Banning hands-free faucets: Is Hopkins throwing the bathwater out with the bathwater?

I hope everyone enjoyed SHEA.  Overall, a good meeting with good weather and good science.  I pinch-hit as a moderator for a hand-hygiene session on Saturday.  The original moderator (i.e. Mike Edmond, have you heard of him??) was scheduled to moderate two sessions at the same time and for some reason wasn't able to pull it off.  ;)

There were interesting studies presented in the session including an abstract highlighting iScrub, which Dan has mentioned before.  One particular abstract garnered a lot of press attention - I'm not used to hearing about data in the morning newspaper before the abstract is presented, for example. The study was conducted by Emily Snydor, Lisa Maragakis and colleagues at Johns Hopkins Hospital and aimed to determine the safety of touchless water faucets in their hospital.  They compared 20 newly installed automatic faucets with 20 old standard faucets and found that 50% of the automatic faucets had 15% of standard faucets were contaminated with Legionella. After chlorine dioxide, 29% of the automatic faucets and 7% of standard faucets were still contaminated with Legionella.  Hopkins is now removing all of the automatic faucets from their facility.

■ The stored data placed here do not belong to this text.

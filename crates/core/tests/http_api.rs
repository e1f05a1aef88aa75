use std::sync::{Arc, Mutex};

use axum::{
    Json, Router,
    extract::{Path, State},
    http::StatusCode,
    routing::{get, post},
};
use chrono::NaiveDate;
use pressroom_core::{
    ClientConfig, ClientError, DashboardApi, HttpDashboardApi, ListSynchronizer, ProcessingStatus,
    SlotState,
};
use serde_json::{Value, json};
use tokio::net::TcpListener;

#[derive(Clone, Default)]
struct Received {
    queries: Arc<Mutex<Vec<Value>>>,
    submissions: Arc<Mutex<Vec<Value>>>,
}

async fn list_videos() -> Json<Value> {
    Json(json!([
        {
            "id": 1,
            "youtube_url": "https://www.youtube.com/watch?v=first",
            "status": "COMPLETED",
            "speaker": "Head Coach",
            "title": "Wednesday presser",
            "thumbnail_url": "https://i.ytimg.com/vi/first/hqdefault.jpg",
            "published_at": "2024-09-04T18:00:00Z",
            "summary_data": null,
            "transcript_data": null
        },
        {
            "id": 2,
            "youtube_url": "https://www.youtube.com/watch?v=second",
            "status": "PROCESSING",
            "speaker": null,
            "title": "",
            "thumbnail_url": null,
            "published_at": null,
            "summary_data": null,
            "transcript_data": null
        },
        {
            "id": 3,
            "youtube_url": "https://www.youtube.com/watch?v=third",
            "status": "COMPLETED",
            "speaker": "Coordinator",
            "title": "Thursday presser",
            "thumbnail_url": null,
            "published_at": "2024-09-05T18:00:00",
            "summary_data": null,
            "transcript_data": null
        }
    ]))
}

async fn video_detail(Path(video_id): Path<i64>) -> Result<Json<Value>, StatusCode> {
    if video_id != 1 {
        return Err(StatusCode::NOT_FOUND);
    }
    Ok(Json(json!({
        "id": 1,
        "youtube_url": "https://www.youtube.com/watch?v=first",
        "status": "COMPLETED",
        "title": "Wednesday presser",
        "summary_data": {
            "title": "Wednesday presser",
            "one_sentence_summary": "The coach confirmed the starting lineup.",
            "key_bullet_points": ["Lineup set", "No new injuries"]
        },
        "transcript_data": {
            "segments": [
                {"start": 0.0, "end": 75.0, "speaker": "SPEAKER_00", "text": " Morning, everyone."}
            ],
            "word_segments": []
        }
    })))
}

async fn query_transcripts(State(received): State<Received>, Json(body): Json<Value>) -> Json<Value> {
    received.queries.lock().unwrap().push(body);
    Json(json!({"answer": "The lineup is set.", "sources": ["Wednesday presser"]}))
}

async fn submit_video(
    State(received): State<Received>,
    Json(body): Json<Value>,
) -> (StatusCode, Json<Value>) {
    let url = body["youtube_url"].as_str().unwrap_or_default().to_string();
    received.submissions.lock().unwrap().push(body);
    (
        StatusCode::CREATED,
        Json(json!({"id": 5, "youtube_url": url, "status": "PENDING"})),
    )
}

async fn spawn_backend(received: Received) -> anyhow::Result<ClientConfig> {
    let listener = TcpListener::bind("127.0.0.1:0").await?;
    let addr = listener.local_addr()?;

    let app = Router::new()
        .route("/api/videos/listVideos", get(list_videos))
        .route("/api/videos/getVideoData/{video_id}", get(video_detail))
        .route("/api/videos/submitVideo", post(submit_video))
        .route("/api/digests", get(|| async { "not json" }))
        .route("/api/rag/queryTranscripts", post(query_transcripts))
        .with_state(received);

    tokio::spawn(async move {
        let _ = axum::serve(listener, app).await;
    });

    let base = format!("http://{}", addr);
    Ok(ClientConfig::new(&base, &format!("{}/media", base))?)
}

#[tokio::test]
async fn lists_videos_in_arrival_order() -> anyhow::Result<()> {
    let config = spawn_backend(Received::default()).await?;
    let api = HttpDashboardApi::new(config)?;

    let videos = api.list_videos().await?;

    assert_eq!(videos.len(), 3);
    assert_eq!(videos[0].id, 1);
    assert_eq!(videos[0].status, ProcessingStatus::Completed);
    assert_eq!(videos[1].status, ProcessingStatus::Processing);
    assert_eq!(videos[1].display_speaker(), "Press Conference");
    Ok(())
}

#[tokio::test]
async fn offset_less_publish_time_keeps_the_list() -> anyhow::Result<()> {
    let config = spawn_backend(Received::default()).await?;
    let api: Arc<dyn DashboardApi> = Arc::new(HttpDashboardApi::new(config)?);

    let mut lists = ListSynchronizer::new();
    lists.sync(api).await;

    let ids: Vec<_> = lists.videos().iter().map(|video| video.id).collect();
    assert_eq!(ids, vec![3, 1]);
    assert_eq!(lists.video_state(), SlotState::Loaded);
    assert_eq!(
        lists.videos()[0].published_date(),
        NaiveDate::from_ymd_opt(2024, 9, 5)
    );
    Ok(())
}

#[tokio::test]
async fn fetches_video_detail() -> anyhow::Result<()> {
    let config = spawn_backend(Received::default()).await?;
    let api = HttpDashboardApi::new(config)?;

    let detail = api.video_detail(1).await?;

    assert_eq!(detail.id(), 1);
    assert_eq!(detail.segments().len(), 1);
    assert_eq!(
        detail.summary_data.as_ref().map(|s| s.key_bullet_points.len()),
        Some(2)
    );
    Ok(())
}

#[tokio::test]
async fn missing_video_is_a_status_error() -> anyhow::Result<()> {
    let config = spawn_backend(Received::default()).await?;
    let api = HttpDashboardApi::new(config)?;

    let err = api.video_detail(404).await.unwrap_err();

    match err {
        ClientError::Status { status, url } => {
            assert_eq!(status, reqwest::StatusCode::NOT_FOUND);
            assert!(url.ends_with("/api/videos/getVideoData/404"));
        }
        other => panic!("expected status error, got {other:?}"),
    }
    Ok(())
}

#[tokio::test]
async fn malformed_body_is_a_parse_error() -> anyhow::Result<()> {
    let config = spawn_backend(Received::default()).await?;
    let api = HttpDashboardApi::new(config)?;

    let err = api.list_digests().await.unwrap_err();

    assert!(matches!(err, ClientError::Parse { .. }), "got {err:?}");
    Ok(())
}

#[tokio::test]
async fn query_posts_the_raw_text() -> anyhow::Result<()> {
    let received = Received::default();
    let config = spawn_backend(received.clone()).await?;
    let api = HttpDashboardApi::new(config)?;

    let answer = api.query_transcripts("  who starts?").await?;

    assert_eq!(answer.answer, "The lineup is set.");
    assert_eq!(answer.sources, vec!["Wednesday presser".to_string()]);
    let queries = received.queries.lock().unwrap();
    assert_eq!(queries.as_slice(), &[json!({"query": "  who starts?"})]);
    Ok(())
}

#[tokio::test]
async fn submits_video_for_processing() -> anyhow::Result<()> {
    let received = Received::default();
    let config = spawn_backend(received.clone()).await?;
    let api = HttpDashboardApi::new(config)?;

    let queued = api
        .submit_video("https://www.youtube.com/watch?v=fresh")
        .await?;
    assert_eq!(queued.status, ProcessingStatus::Pending);
    assert_eq!(received.submissions.lock().unwrap().len(), 1);
    Ok(())
}

#[tokio::test]
async fn unreachable_backend_is_a_network_error() -> anyhow::Result<()> {
    let listener = TcpListener::bind("127.0.0.1:0").await?;
    let addr = listener.local_addr()?;
    drop(listener);

    let base = format!("http://{}", addr);
    let api = HttpDashboardApi::new(ClientConfig::new(&base, &base)?)?;

    let err = api.list_videos().await.unwrap_err();

    assert!(err.is_network(), "got {err:?}");
    Ok(())
}
//! Optimistic transcript for the "ask the archive" overlay.
//!
//! A submission appends a pending exchange right away and hands back a
//! [`QueryRequest`] tagged with a fresh ticket. The matching
//! [`QueryResponse`] resolves that exchange in place; anything else is ignored.

use std::sync::Arc;

use tracing::{debug, info, warn};
use uuid::Uuid;

use crate::{api::DashboardApi, error::ClientError, types::QueryAnswer};

pub const PENDING_TEXT: &str = "...";
pub const FALLBACK_REPLY: &str = "Sorry, I couldn't connect to the AI. Please try again.";

#[derive(Debug, Clone, PartialEq, Eq)]
pub enum Reply {
    Pending,
    Answered { text: String, sources: Vec<String> },
    Failed,
}

impl Reply {
    /// Text shown in the assistant bubble.
    pub fn text(&self) -> &str {
        match self {
            Reply::Pending => PENDING_TEXT,
            Reply::Answered { text, .. } => text,
            Reply::Failed => FALLBACK_REPLY,
        }
    }

    pub fn is_pending(&self) -> bool {
        matches!(self, Reply::Pending)
    }
}

#[derive(Debug, Clone, PartialEq, Eq)]
pub struct Exchange {
    pub user_text: String,
    pub reply: Reply,
    ticket: Uuid,
}

#[derive(Debug, Clone, PartialEq, Eq)]
pub struct QueryRequest {
    pub ticket: Uuid,
    pub query: String,
}

#[derive(Debug, Clone)]
pub struct QueryResponse {
    pub ticket: Uuid,
    pub result: Result<QueryAnswer, Arc<ClientError>>,
}

#[derive(Debug, Clone, Copy, PartialEq, Eq)]
pub enum SubmitRejected {
    /// Input was empty or whitespace.
    EmptyInput,
    /// A query is already in flight.
    Busy,
}

pub async fn run_query(api: Arc<dyn DashboardApi>, request: QueryRequest) -> QueryResponse {
    let result = api.query_transcripts(&request.query).await.map_err(Arc::new);
    QueryResponse {
        ticket: request.ticket,
        result,
    }
}

#[derive(Debug, Default)]
pub struct ConversationController {
    exchanges: Vec<Exchange>,
    input: String,
    awaiting: Option<Uuid>,
    open: bool,
}

impl ConversationController {
    pub fn new() -> Self {
        Self::default()
    }

    pub fn set_input(&mut self, input: impl Into<String>) {
        self.input = input.into();
    }

    pub fn input(&self) -> &str {
        &self.input
    }

    pub fn can_submit(&self) -> bool {
        self.awaiting.is_none()
    }

    pub fn is_awaiting(&self) -> bool {
        self.awaiting.is_some()
    }

    pub fn exchanges(&self) -> &[Exchange] {
        &self.exchanges
    }

    pub fn is_open(&self) -> bool {
        self.open
    }

    /// Show or hide the overlay. The transcript survives either way.
    pub fn toggle_open(&mut self) {
        self.open = !self.open;
    }

    pub fn submit(&mut self) -> Result<QueryRequest, SubmitRejected> {
        if self.input.trim().is_empty() {
            return Err(SubmitRejected::EmptyInput);
        }
        if self.awaiting.is_some() {
            debug!("query already in flight, ignoring submission");
            return Err(SubmitRejected::Busy);
        }

        let query = std::mem::take(&mut self.input);
        let ticket = Uuid::new_v4();
        self.exchanges.push(Exchange {
            user_text: query.clone(),
            reply: Reply::Pending,
            ticket,
        });
        self.awaiting = Some(ticket);
        info!(%ticket, "submitting transcript query");

        Ok(QueryRequest { ticket, query })
    }

    /// Resolve the exchange bound to `response.ticket`. Returns `false` when
    /// the ticket is not the outstanding one.
    pub fn resolve(&mut self, response: QueryResponse) -> bool {
        if self.awaiting != Some(response.ticket) {
            debug!(ticket = %response.ticket, "ignoring unexpected query response");
            return false;
        }
        self.awaiting = None;

        let Some(exchange) = self
            .exchanges
            .iter_mut()
            .rev()
            .find(|exchange| exchange.ticket == response.ticket)
        else {
            return false;
        };

        exchange.reply = match response.result {
            Ok(answer) => Reply::Answered {
                text: answer.answer,
                sources: answer.sources,
            },
            Err(err) => {
                warn!(ticket = %response.ticket, error = %err, "transcript query failed");
                Reply::Failed
            }
        };
        true
    }
}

Some thoughts: 1) It appears that Legionella is a problem in their system and the automatic faucets are only part of the problem.  Removing them isn't enough.  2) The faucets in the study were not installed at the same time since the automatic faucets were new and the standard faucets were likely years old - could biofilm play a role here?  3) Not all automatic faucets would be the same, perhaps different designs would have different risks.  4) What about other pathogens?  How do you balance lower risk of C. diff or acinetobacter with touchless faucets compared to Legionella?  5) Could the faucets be "reprogrammed" or designed to allow flow of the stagnant water prior to contact with the HCW hands?  This might reduce one benefit of these automatic faucets since they do save a lot of water.

What do you guys think? Is this enough data to ban automatic faucets in hospitals? My other concern is that this study will be misinterpreted and people will become afraid of automatic faucets in places such as airports.  I doubt the Legionella risk in airports outweighs the influenza risk, for example.

NBC - Dallas article, March 31, 2011
VOA article, April 5, 2011


  1. We had similar issues with touchless faucets at Iowa, all related to Legionella. I think the problems were twofold, and related: (1) the presence of a small amount of stagnant water potentially serving as a amplifier between uses, or when the room was unoccupied, and (2) a seemingly ridiculous inability to "flush" those peripheral sites to allow adequate chlorine dioxide concentrations to reach the distal ends. You can just turn on a regular faucet and let it run, but for some reason these couldn't be programmed to run continuously, and we didn't want to have to hire people to stand and wave their hands in front of each faucet repeatedly.

    I agree that both of these issues should be amenable to a simple redesign (and maybe there are already such faucets out there).